Meluasnya penggunaan perangkat lunak open source (OSS) dalam pengembangan aplikasi modern menimbulkan "risiko keamanan yang signifikan", menurut penelitian baru.
Menurut laporan baru dari perusahaan keamanan siber Snyk, bersama dengan Linux (terbuka di tab baru) Foundation, organisasi saat ini kurang siap untuk mengatasi risiko ini.
Berdasarkan survei terhadap lebih dari 550 responden, serta data yang diambil dari 1.3 miliar proyek open source melalui Snyk Open Source, laporan tersebut menyatakan bahwa dua dari lima (41%) perusahaan tidak yakin dengan keamanan kode sumber terbuka mereka.

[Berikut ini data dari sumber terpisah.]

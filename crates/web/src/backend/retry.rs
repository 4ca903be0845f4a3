//! Timeout and retry wrapper for backend calls.
//!
//! Every attempt is bounded by [`RetryPolicy::timeout`]. Failures that may
//! succeed on a second try (timeouts, transport errors, 5xx, 429) are retried
//! with exponential backoff; everything else is returned immediately.

use std::future::Future;
use std::time::Duration;

use super::BackendError;
use crate::config::BackendConfig;

/// Default delay before the first retry.
const DEFAULT_BASE_DELAY: Duration = Duration::from_millis(200);

/// Default cap on any single backoff delay.
const DEFAULT_MAX_DELAY: Duration = Duration::from_secs(5);

/// How many times to try a backend call, and how long to wait.
#[derive(Debug, Clone, Copy, PartialEq, Eq)]
pub struct RetryPolicy {
    /// Total attempts, including the first. Always at least 1.
    pub attempts: u32,
    /// Limit on each attempt.
    pub timeout: Duration,
    /// Delay before the first retry; doubled for each further retry.
    pub base_delay: Duration,
    /// Upper bound on a single delay.
    pub max_delay: Duration,
}

impl RetryPolicy {
    /// Policy from backend configuration.
    #[must_use]
    pub fn from_config(config: &BackendConfig) -> Self {
        Self {
            attempts: config.retries.saturating_add(1),
            timeout: config.timeout,
            base_delay: DEFAULT_BASE_DELAY,
            max_delay: DEFAULT_MAX_DELAY,
        }
    }

    /// The same timeout with no retries, for calls that must not repeat.
    #[must_use]
    pub const fn single_attempt(self) -> Self {
        Self {
            attempts: 1,
            ..self
        }
    }

    /// Backoff before retry number `retry` (1-based).
    #[must_use]
    pub fn delay_for(&self, retry: u32) -> Duration {
        let factor = 2_u32.saturating_pow(retry.saturating_sub(1));
        self.base_delay
            .checked_mul(factor)
            .unwrap_or(self.max_delay)
            .min(self.max_delay)
    }
}

impl Default for RetryPolicy {
    fn default() -> Self {
        Self {
            attempts: 3,
            timeout: Duration::from_secs(8),
            base_delay: DEFAULT_BASE_DELAY,
            max_delay: DEFAULT_MAX_DELAY,
        }
    }
}

/// Run `op` under `policy`.
///
/// `label` names the call in logs. A 429 is retried after its `Retry-After`
/// delay when that fits under `max_delay`; a longer wait is returned to the
/// caller as the rate-limit error.
///
/// # Errors
///
/// Returns the last error once attempts are exhausted, the first
/// non-retryable error, or [`BackendError::Timeout`] when the final attempt
/// runs out of time.
pub async fn with_retry<T, F, Fut>(
    policy: &RetryPolicy,
    label: &str,
    mut op: F,
) -> Result<T, BackendError>
where
    F: FnMut() -> Fut,
    Fut: Future<Output = Result<T, BackendError>>,
{
    let attempts = policy.attempts.max(1);
    let mut attempt = 0;

    loop {
        attempt += 1;

        let error = match tokio::time::timeout(policy.timeout, op()).await {
            Ok(Ok(value)) => return Ok(value),
            Ok(Err(e)) => e,
            Err(_) => BackendError::Timeout,
        };

        if !error.is_retryable() || attempt >= attempts {
            return Err(error);
        }

        let delay = match &error {
            BackendError::RateLimited(secs) => {
                let wait = Duration::from_secs(*secs);
                if wait > policy.max_delay {
                    return Err(error);
                }
                wait
            }
            _ => policy.delay_for(attempt),
        };

        tracing::warn!(
            call = label,
            attempt,
            max_attempts = attempts,
            delay_ms = u64::try_from(delay.as_millis()).unwrap_or(u64::MAX),
            error = %error,
            "Backend call failed, retrying"
        );
        tokio::time::sleep(delay).await;
    }
}

#[cfg(test)]
#[allow(clippy::unwrap_used)]
mod tests {
    use std::sync::Arc;
    use std::sync::atomic::{AtomicU32, Ordering};

    use super::*;

    fn fast(attempts: u32) -> RetryPolicy {
        RetryPolicy {
            attempts,
            timeout: Duration::from_millis(200),
            base_delay: Duration::from_millis(1),
            max_delay: Duration::from_millis(5),
        }
    }

    fn server_error() -> BackendError {
        BackendError::Api {
            status: 503,
            message: "unavailable".to_string(),
        }
    }

    #[test]
    fn test_delay_doubles_and_caps() {
        let policy = RetryPolicy {
            attempts: 5,
            timeout: Duration::from_secs(1),
            base_delay: Duration::from_millis(100),
            max_delay: Duration::from_millis(350),
        };
        assert_eq!(policy.delay_for(1), Duration::from_millis(100));
        assert_eq!(policy.delay_for(2), Duration::from_millis(200));
        assert_eq!(policy.delay_for(3), Duration::from_millis(350));
        assert_eq!(policy.delay_for(40), Duration::from_millis(350));
    }

    #[tokio::test]
    async fn test_succeeds_after_transient_failures() {
        let calls = Arc::new(AtomicU32::new(0));
        let counter = Arc::clone(&calls);

        let result = with_retry(&fast(3), "test", || {
            let n = counter.fetch_add(1, Ordering::SeqCst);
            async move { if n < 2 { Err(server_error()) } else { Ok(n) } }
        })
        .await;

        assert_eq!(result.unwrap(), 2);
        assert_eq!(calls.load(Ordering::SeqCst), 3);
    }

    #[tokio::test]
    async fn test_non_retryable_returns_immediately() {
        let calls = Arc::new(AtomicU32::new(0));
        let counter = Arc::clone(&calls);

        let result: Result<(), _> = with_retry(&fast(5), "test", || {
            counter.fetch_add(1, Ordering::SeqCst);
            async { Err(BackendError::Unauthorized) }
        })
        .await;

        assert!(matches!(result, Err(BackendError::Unauthorized)));
        assert_eq!(calls.load(Ordering::SeqCst), 1);
    }

    #[tokio::test]
    async fn test_gives_up_after_attempts() {
        let calls = Arc::new(AtomicU32::new(0));
        let counter = Arc::clone(&calls);

        let result: Result<(), _> = with_retry(&fast(2), "test", || {
            counter.fetch_add(1, Ordering::SeqCst);
            async { Err(server_error()) }
        })
        .await;

        assert!(matches!(result, Err(BackendError::Api { status: 503, .. })));
        assert_eq!(calls.load(Ordering::SeqCst), 2);
    }

    #[tokio::test]
    async fn test_slow_attempt_times_out() {
        let mut policy = fast(1);
        policy.timeout = Duration::from_millis(10);

        let result: Result<(), _> = with_retry(&policy, "test", || async {
            tokio::time::sleep(Duration::from_secs(5)).await;
            Ok(())
        })
        .await;

        assert!(matches!(result, Err(BackendError::Timeout)));
    }

    #[tokio::test]
    async fn test_long_retry_after_is_not_waited_out() {
        let calls = Arc::new(AtomicU32::new(0));
        let counter = Arc::clone(&calls);

        let result: Result<(), _> = with_retry(&fast(3), "test", || {
            counter.fetch_add(1, Ordering::SeqCst);
            async { Err(BackendError::RateLimited(60)) }
        })
        .await;

        assert!(matches!(result, Err(BackendError::RateLimited(60))));
        assert_eq!(calls.load(Ordering::SeqCst), 1);
    }

    #[test]
    fn test_single_attempt_keeps_timeout() {
        let policy = RetryPolicy::default().single_attempt();
        assert_eq!(policy.attempts, 1);
        assert_eq!(policy.timeout, Duration::from_secs(8));
    }
}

Kerentanan dalam kode sumber terbuka
Proyek pengembangan aplikasi rata-rata, ditemukan, memiliki 49 kerentanan, serta 80 dependensi langsung. Biasanya, sekarang dibutuhkan 110 hari untuk memperbaiki kerentanan dalam proyek sumber terbuka, naik dari 49 hari empat tahun lalu.
“Pengembang perangkat lunak saat ini memiliki rantai pasokan mereka sendiri – alih-alih merakit suku cadang mobil, mereka merakit kode dengan menggabungkan komponen open source yang ada dengan kode unik mereka. Meskipun hal ini mengarah pada peningkatan produktivitas dan inovasi, hal ini juga menciptakan masalah keamanan yang signifikan,” kata Matt Jarvis, Director, Developer Relations, Snyk.
Jarvis menambahkan bahwa ada "kenaifan" tertentu dalam pendekatan industri terhadap perangkat lunak sumber terbuka, yang dapat membuka pintu bagi segala jenis malware, ransomware, dan serangan lainnya.
Misalnya, kurang dari setengah (49%) memiliki kebijakan keamanan untuk pengembangan atau penggunaan OSS, turun menjadi 27% di antara perusahaan menengah dan besar. Selain itu, kurang dari sepertiga (30%) organisasi tanpa kebijakan keamanan sumber terbuka menyadari fakta bahwa saat ini, tidak ada yang menangani keamanan perangkat lunak sumber terbuka.
Tetapi beberapa responden menyadari tantangan keamanan yang ditimbulkan oleh perangkat lunak sumber terbuka dalam rantai pasokan. Seperempat mengatakan mereka khawatir tentang dampak keamanan dari dependensi mereka pada OSS, dan hanya 18% yang mengatakan bahwa mereka yakin dengan kontrol yang telah mereka siapkan untuk dependensi transitif mereka, di mana 40% dari semua kerentanan ditemukan.